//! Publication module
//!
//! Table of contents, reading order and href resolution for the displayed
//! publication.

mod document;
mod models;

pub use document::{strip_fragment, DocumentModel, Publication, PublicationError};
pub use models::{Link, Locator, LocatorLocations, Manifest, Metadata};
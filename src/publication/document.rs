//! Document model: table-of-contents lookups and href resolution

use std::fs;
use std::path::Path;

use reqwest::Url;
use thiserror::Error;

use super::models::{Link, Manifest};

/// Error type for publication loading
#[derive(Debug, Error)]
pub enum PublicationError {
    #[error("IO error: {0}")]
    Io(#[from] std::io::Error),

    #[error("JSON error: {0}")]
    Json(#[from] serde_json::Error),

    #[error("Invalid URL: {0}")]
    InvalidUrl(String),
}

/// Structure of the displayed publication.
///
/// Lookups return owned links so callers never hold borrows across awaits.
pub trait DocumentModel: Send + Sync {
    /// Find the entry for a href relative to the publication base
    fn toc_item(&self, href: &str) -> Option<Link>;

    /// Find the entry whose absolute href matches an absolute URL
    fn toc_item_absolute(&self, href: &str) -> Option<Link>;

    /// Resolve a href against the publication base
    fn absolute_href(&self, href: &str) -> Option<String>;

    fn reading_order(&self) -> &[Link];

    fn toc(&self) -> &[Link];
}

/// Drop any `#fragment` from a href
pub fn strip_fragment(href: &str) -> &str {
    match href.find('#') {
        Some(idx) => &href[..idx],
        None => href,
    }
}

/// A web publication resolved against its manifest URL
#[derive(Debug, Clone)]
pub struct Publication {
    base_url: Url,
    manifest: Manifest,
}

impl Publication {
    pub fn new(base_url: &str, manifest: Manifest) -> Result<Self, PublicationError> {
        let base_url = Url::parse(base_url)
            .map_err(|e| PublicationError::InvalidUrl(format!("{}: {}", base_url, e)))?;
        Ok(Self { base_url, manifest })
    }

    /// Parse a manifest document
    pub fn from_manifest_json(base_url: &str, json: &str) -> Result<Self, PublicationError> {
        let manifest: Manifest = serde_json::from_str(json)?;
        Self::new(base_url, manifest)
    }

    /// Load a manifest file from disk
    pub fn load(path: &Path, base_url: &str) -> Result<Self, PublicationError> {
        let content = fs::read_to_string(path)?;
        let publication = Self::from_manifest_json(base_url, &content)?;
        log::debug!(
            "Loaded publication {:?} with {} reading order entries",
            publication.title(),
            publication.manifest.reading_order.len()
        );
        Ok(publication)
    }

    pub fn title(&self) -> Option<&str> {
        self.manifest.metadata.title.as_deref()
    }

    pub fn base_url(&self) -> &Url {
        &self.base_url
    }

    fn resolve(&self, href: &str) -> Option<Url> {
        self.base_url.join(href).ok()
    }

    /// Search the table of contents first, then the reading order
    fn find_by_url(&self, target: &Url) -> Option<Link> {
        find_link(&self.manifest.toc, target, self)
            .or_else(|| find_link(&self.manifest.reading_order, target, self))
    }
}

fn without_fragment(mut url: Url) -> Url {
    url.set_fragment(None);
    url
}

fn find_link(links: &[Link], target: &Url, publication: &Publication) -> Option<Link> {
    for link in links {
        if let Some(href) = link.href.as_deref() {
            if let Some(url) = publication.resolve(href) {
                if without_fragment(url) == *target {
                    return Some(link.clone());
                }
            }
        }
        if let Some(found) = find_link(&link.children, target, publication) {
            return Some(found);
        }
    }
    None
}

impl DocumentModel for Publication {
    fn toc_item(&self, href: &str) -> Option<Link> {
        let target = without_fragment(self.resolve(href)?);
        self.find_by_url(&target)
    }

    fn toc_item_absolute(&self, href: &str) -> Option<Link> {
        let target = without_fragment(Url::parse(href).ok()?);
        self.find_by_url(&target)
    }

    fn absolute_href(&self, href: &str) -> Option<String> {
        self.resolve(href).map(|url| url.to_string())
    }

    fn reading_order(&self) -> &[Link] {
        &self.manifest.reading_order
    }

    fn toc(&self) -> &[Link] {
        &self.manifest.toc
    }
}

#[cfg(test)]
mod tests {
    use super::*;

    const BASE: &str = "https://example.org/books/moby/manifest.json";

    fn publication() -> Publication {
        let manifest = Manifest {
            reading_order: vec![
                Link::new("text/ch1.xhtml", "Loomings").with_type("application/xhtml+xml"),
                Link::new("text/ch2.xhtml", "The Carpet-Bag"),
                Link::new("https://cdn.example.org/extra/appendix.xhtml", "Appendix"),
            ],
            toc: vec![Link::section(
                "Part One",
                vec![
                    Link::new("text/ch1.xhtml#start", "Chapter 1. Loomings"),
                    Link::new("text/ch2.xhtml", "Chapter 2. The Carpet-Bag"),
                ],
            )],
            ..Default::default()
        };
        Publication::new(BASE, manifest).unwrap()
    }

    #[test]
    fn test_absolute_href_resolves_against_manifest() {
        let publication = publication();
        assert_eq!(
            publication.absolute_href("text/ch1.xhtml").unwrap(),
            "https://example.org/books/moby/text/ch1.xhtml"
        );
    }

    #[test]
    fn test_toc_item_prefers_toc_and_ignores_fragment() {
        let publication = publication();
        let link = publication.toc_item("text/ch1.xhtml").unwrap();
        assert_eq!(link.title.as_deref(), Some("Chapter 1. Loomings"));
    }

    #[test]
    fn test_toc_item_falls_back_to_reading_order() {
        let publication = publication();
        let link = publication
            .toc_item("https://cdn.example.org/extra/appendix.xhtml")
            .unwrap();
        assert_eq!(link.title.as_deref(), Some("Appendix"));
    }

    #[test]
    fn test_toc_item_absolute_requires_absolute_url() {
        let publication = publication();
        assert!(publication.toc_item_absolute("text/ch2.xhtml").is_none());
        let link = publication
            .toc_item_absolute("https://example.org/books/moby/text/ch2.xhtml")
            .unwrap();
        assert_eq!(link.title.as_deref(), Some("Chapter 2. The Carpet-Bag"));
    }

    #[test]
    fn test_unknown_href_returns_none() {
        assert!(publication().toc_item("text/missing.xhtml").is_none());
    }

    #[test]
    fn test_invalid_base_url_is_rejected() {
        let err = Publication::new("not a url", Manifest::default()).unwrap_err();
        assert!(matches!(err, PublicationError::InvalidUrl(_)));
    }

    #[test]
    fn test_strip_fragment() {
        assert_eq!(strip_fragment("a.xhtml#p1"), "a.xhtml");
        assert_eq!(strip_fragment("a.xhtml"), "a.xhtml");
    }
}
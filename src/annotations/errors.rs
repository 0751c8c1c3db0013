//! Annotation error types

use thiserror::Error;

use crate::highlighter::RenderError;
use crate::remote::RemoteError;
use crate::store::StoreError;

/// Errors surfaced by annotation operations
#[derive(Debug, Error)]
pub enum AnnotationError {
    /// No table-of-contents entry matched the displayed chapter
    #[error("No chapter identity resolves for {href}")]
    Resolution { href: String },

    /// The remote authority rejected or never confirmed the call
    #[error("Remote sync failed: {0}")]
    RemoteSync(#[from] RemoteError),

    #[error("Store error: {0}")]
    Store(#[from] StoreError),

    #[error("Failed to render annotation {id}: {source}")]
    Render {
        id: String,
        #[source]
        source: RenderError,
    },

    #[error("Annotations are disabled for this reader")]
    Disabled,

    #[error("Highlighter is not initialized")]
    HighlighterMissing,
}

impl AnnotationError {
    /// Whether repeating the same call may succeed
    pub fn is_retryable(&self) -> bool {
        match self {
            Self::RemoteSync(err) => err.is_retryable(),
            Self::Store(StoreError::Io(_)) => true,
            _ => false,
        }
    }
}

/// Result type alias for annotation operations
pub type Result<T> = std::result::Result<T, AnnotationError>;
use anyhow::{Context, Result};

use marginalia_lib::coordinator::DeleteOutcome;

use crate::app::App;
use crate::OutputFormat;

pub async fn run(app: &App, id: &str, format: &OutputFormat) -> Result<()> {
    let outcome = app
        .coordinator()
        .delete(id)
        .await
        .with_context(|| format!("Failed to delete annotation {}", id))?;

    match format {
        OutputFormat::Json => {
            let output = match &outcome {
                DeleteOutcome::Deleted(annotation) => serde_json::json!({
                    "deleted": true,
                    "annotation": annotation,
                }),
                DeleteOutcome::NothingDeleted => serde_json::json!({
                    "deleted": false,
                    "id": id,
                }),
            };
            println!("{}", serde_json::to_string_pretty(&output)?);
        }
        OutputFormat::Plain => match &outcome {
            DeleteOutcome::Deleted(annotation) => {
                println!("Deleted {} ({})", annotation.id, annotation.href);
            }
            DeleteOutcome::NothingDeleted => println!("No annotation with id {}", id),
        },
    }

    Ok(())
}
◇ ◇ ◇
◆ Work order ◆
All lines above from the one containing "use std::path::Path;" to the one containing "file from disk" must be repeated exactly, both lines included, and no others.

◆ Answer box ◆
use std::path::Path;

use reqwest::Url;
use thiserror::Error;

use super::models::{Link, Manifest};

/// Error type for publication loading
#[derive(Debug, Error)]
pub enum PublicationError {
    #[error("IO error: {0}")]
    Io(#[from] std::io::Error),

    #[error("JSON error: {0}")]
    Json(#[from] serde_json::Error),

    #[error("Invalid URL: {0}")]
    InvalidUrl(String),
}

/// Structure of the displayed publication.
///
/// Lookups return owned links so callers never hold borrows across awaits.
pub trait DocumentModel: Send + Sync {
    /// Find the entry for a href relative to the publication base
    fn toc_item(&self, href: &str) -> Option<Link>;

    /// Find the entry whose absolute href matches an absolute URL
    fn toc_item_absolute(&self, href: &str) -> Option<Link>;

    /// Resolve a href against the publication base
    fn absolute_href(&self, href: &str) -> Option<String>;

    fn reading_order(&self) -> &[Link];

    fn toc(&self) -> &[Link];
}

/// Drop any `#fragment` from a href
pub fn strip_fragment(href: &str) -> &str {
    match href.find('#') {
        Some(idx) => &href[..idx],
        None => href,
    }
}

/// A web publication resolved against its manifest URL
#[derive(Debug, Clone)]
pub struct Publication {
    base_url: Url,
    manifest: Manifest,
}

impl Publication {
    pub fn new(base_url: &str, manifest: Manifest) -> Result<Self, PublicationError> {
        let base_url = Url::parse(base_url)
            .map_err(|e| PublicationError::InvalidUrl(format!("{}: {}", base_url, e)))?;
        Ok(Self { base_url, manifest })
    }

    /// Parse a manifest document
    pub fn from_manifest_json(base_url: &str, json: &str) -> Result<Self, PublicationError> {
        let manifest: Manifest = serde_json::from_str(json)?;
        Self::new(base_url, manifest)
    }

    /// Load a manifest file from disk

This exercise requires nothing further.